Reprenons le fil de l’histoire. Il est assez complexe à démêler, les différentes « chapelles » Caraceni n’ayant plus aujourd’hui, dans le meilleur des cas, qu’un vague rapport de cousinage.

Originaire d’Ortona, dans la région des Abruzzes, Domenico Caraceni apparaît comme le fondateur de la dynastie. Il n’est pas le premier tailleur de la famille (son père, Tommaso, et son grand-père l’étaient déjà avant lui), mais il est celui qui va façonner l’histoire familiale, d’abord en s’installant à Rome en 1913 (la date ordinairement retenue, 1926, correspond à l’ouverture d’un second atelier, plus grand, via Boncompagni), ensuite en appelant auprès de lui ses frères cadets, Augusto et Galliano, puis, s’étant constitué une solide clientèle dans la ville éternelle, en encourageant ces derniers à ouvrir une « succursale », le premier à Paris, le second à Milan.
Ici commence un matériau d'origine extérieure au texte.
//! Nearest-first station ranking.
//!
//! `rank` is the only computation path: the "nearest N" list shown to the
//! user is always a prefix of it (see [`top_n`]), never a separate query.

use crate::analysis::distance::haversine_km;
use crate::model::{Coordinate, RankedStation, StationRecord};

/// How many stations the nearest-locations list shows by default.
pub const DEFAULT_TOP_N: usize = 6;

/// Annotates every station with its distance from `position` and sorts the
/// result nearest first.
///
/// Returns an empty list when there is no position fix yet or no stations.
/// The sort is stable, so stations at equal distance keep their input
/// order; NaN distances (which validated coordinates cannot produce) sort
/// last.
pub fn rank(position: Option<&Coordinate>, stations: &[StationRecord]) -> Vec<RankedStation> {
    let Some(position) = position else {
        return Vec::new();
    };

    let mut ranked: Vec<RankedStation> = stations
        .iter()
        .map(|station| RankedStation {
            distance_km: haversine_km(position, &station.coordinate),
            station: station.clone(),
        })
        .collect();

    ranked.sort_by(|a, b| match (a.distance_km.is_nan(), b.distance_km.is_nan()) {
        (false, false) => a.distance_km.total_cmp(&b.distance_km),
        (a_nan, b_nan) => a_nan.cmp(&b_nan),
    });
    ranked
}

/// The first `n` entries of a ranking (fewer if the ranking is shorter).
pub fn top_n(ranked: &[RankedStation], n: usize) -> &[RankedStation] {
    &ranked[..n.min(ranked.len())]
}

#[cfg(test)]
mod tests {
    use super::*;
    use proptest::prelude::*;

    fn station(id: &str, lat: f64, lng: f64, risk: &str) -> StationRecord {
        StationRecord {
            id: id.to_string(),
            name: id.to_string(),
            region: "pune".to_string(),
            coordinate: Coordinate::new(lat, lng).unwrap(),
            risk_level: Some(risk.to_string()),
            forecast: Vec::new(),
        }
    }

    fn pune_dams() -> Vec<StationRecord> {
        vec![
            station("mulshi", 18.7298, 73.6462, "Warning"),
            station("khadakwasla", 18.3534, 73.8341, "Watch"),
            station("panshet", 18.2245, 74.0267, "Safe"),
        ]
    }

    fn pune_centre() -> Coordinate {
        Coordinate::new(18.5204, 73.8567).unwrap()
    }

    fn ids(ranked: &[RankedStation]) -> Vec<&str> {
        ranked.iter().map(|r| r.station.id.as_str()).collect()
    }

    #[test]
    fn test_pune_dams_ranked_nearest_first() {
        let ranked = rank(Some(&pune_centre()), &pune_dams());
        assert_eq!(ids(&ranked), vec!["khadakwasla", "mulshi", "panshet"]);
        assert!((ranked[0].distance_km - 18.7).abs() < 2.5, "khadakwasla ~ {}", ranked[0].distance_km);
    }

    #[test]
    fn test_no_position_yields_empty_ranking() {
        assert!(rank(None, &pune_dams()).is_empty());
    }

    #[test]
    fn test_no_stations_yields_empty_ranking() {
        assert!(rank(Some(&pune_centre()), &[]).is_empty());
    }

    #[test]
    fn test_ties_keep_input_order() {
        // Two distinct records at the same spot, plus a duplicate id.
        let stations = vec![
            station("b", 18.60, 73.90, "Watch"),
            station("a", 18.60, 73.90, "Warning"),
            station("b", 18.60, 73.90, "Safe"),
            station("near", 18.5205, 73.8567, "Safe"),
        ];
        let ranked = rank(Some(&pune_centre()), &stations);
        assert_eq!(ids(&ranked), vec!["near", "b", "a", "b"]);
        assert_eq!(ranked[1].risk_level(), Some("Watch"));
        assert_eq!(ranked[3].risk_level(), Some("Safe"));
    }

    #[test]
    fn test_rank_does_not_alter_station_payload() {
        let stations = pune_dams();
        let ranked = rank(Some(&pune_centre()), &stations);
        for r in &ranked {
            let original = stations.iter().find(|s| s.id == r.station.id).unwrap();
            assert_eq!(&r.station, original);
        }
    }

    #[test]
    fn test_top_n_is_prefix_and_clamps() {
        let ranked = rank(Some(&pune_centre()), &pune_dams());
        assert_eq!(top_n(&ranked, DEFAULT_TOP_N), &ranked[..]);
        assert_eq!(top_n(&ranked, 2), &ranked[..2]);
        assert!(top_n(&ranked, 0).is_empty());
    }

    fn arb_station() -> impl Strategy<Value = StationRecord> {
        (-60.0f64..60.0, -170.0f64..170.0, 0usize..4).prop_map(|(lat, lng, n)| {
            station(&format!("s{}", n), lat, lng, "Watch")
        })
    }

    proptest! {
        #[test]
        fn prop_ranking_is_non_decreasing(
            stations in proptest::collection::vec(arb_station(), 1..30),
            lat in -60.0f64..60.0, lng in -170.0f64..170.0,
        ) {
            let here = Coordinate::new(lat, lng).unwrap();
            let ranked = rank(Some(&here), &stations);
            prop_assert_eq!(ranked.len(), stations.len());
            for pair in ranked.windows(2) {
                prop_assert!(pair[0].distance_km <= pair[1].distance_km);
            }
        }

        #[test]
        fn prop_ranking_is_deterministic(
            stations in proptest::collection::vec(arb_station(), 0..30),
            lat in -60.0f64..60.0, lng in -170.0f64..170.0,
        ) {
            let here = Coordinate::new(lat, lng).unwrap();
            prop_assert_eq!(rank(Some(&here), &stations), rank(Some(&here), &stations));
        }

        #[test]
        fn prop_top_n_matches_prefix(
            stations in proptest::collection::vec(arb_station(), 0..20),
            n in 0usize..25,
        ) {
            let ranked = rank(Some(&pune_centre()), &stations);
            let expected: Vec<_> = ranked.iter().take(n).cloned().collect();
            prop_assert_eq!(top_n(&ranked, n).to_vec(), expected);
        }

        #[test]
        fn prop_missing_position_is_always_empty(
            stations in proptest::collection::vec(arb_station(), 0..20),
        ) {
            prop_assert!(rank(None, &stations).is_empty());
        }
    }
}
On l’oublie trop souvent, mais le Caraceni parisien, installé dès 1935 avenue d’Iéna, passa longtemps pour LE Caraceni officiel (tandis qu’à Rome défilaient Cary Grant, Douglas Fairbanks, Gary Cooper et Vittorio De Sica). Comme on s’en doute, la guerre devait porter un coup fatal à l’entreprise d’Augusto, appelé à déménager son activité, ou plutôt à en démarrer une nouvelle (nous sommes en 1946), au 16 de la via Fatebenefratelli à Milan (voir notre article sur A. Caraceni). Domenico Caraceni étant disparu en 1939, son fils Augustarello prendra un temps la tête des ateliers milanais et romain originels – sans succès -, avant de vendre le nom à Gianni Campagna, qui l’utilise toujours (d’où une certaine confusion).

Qu’en est-il donc de la sartoria Tommy e Giulio Caraceni ? Elle naît en 1963 de l’association du père, Galliano, et de ses deux fils, Tommy et Giulio, passés d’abord par Londres (chez Kilgour et Davies & Son, notamment). Si l’héritage est préservé, il s’épure sous la houlette de ces deux jeunes coupeurs ambitieux, qui vont pouvoir compter sur la publicité du plus puissant des Italiens de l’époque : Gianni Agnelli lui-même, abonné aux costumes croisés de la maison (gris pour la journée, bleus pour le soir), comme le sera par la suite son jeune « poulain », Luca di Montezemolo. Aujourd’hui, l’institution romaine de la via Campania est dirigée par Andrea, le fils de Guido Sinigaglia, lui-même gendre de Tommy, secondé dans sa tâche par un coupeur plus qu’expérimenté (il a appris le métier à l’âge de douze ans).

Tommy e Giulio Caraceni, via Campania, 61/B, Roma

Par où commencer la visite ? Les locaux sont vastes. Chaque pièce ou presque rappelle un souvenir du passé. Les clients les plus prestigieux sont passés par ces lieux, les stars du cinéma mondial, en plein âge d’or de Cinecittà. Toutes les stars italiennes, mais aussi des chanteurs, des hommes politiques, des hommes d’affaires. Un véritable hall of fame déployé sur plusieurs pièces, et comparable seulement à celui, tout aussi efficace, de l’autre Caraceni, le Milanais.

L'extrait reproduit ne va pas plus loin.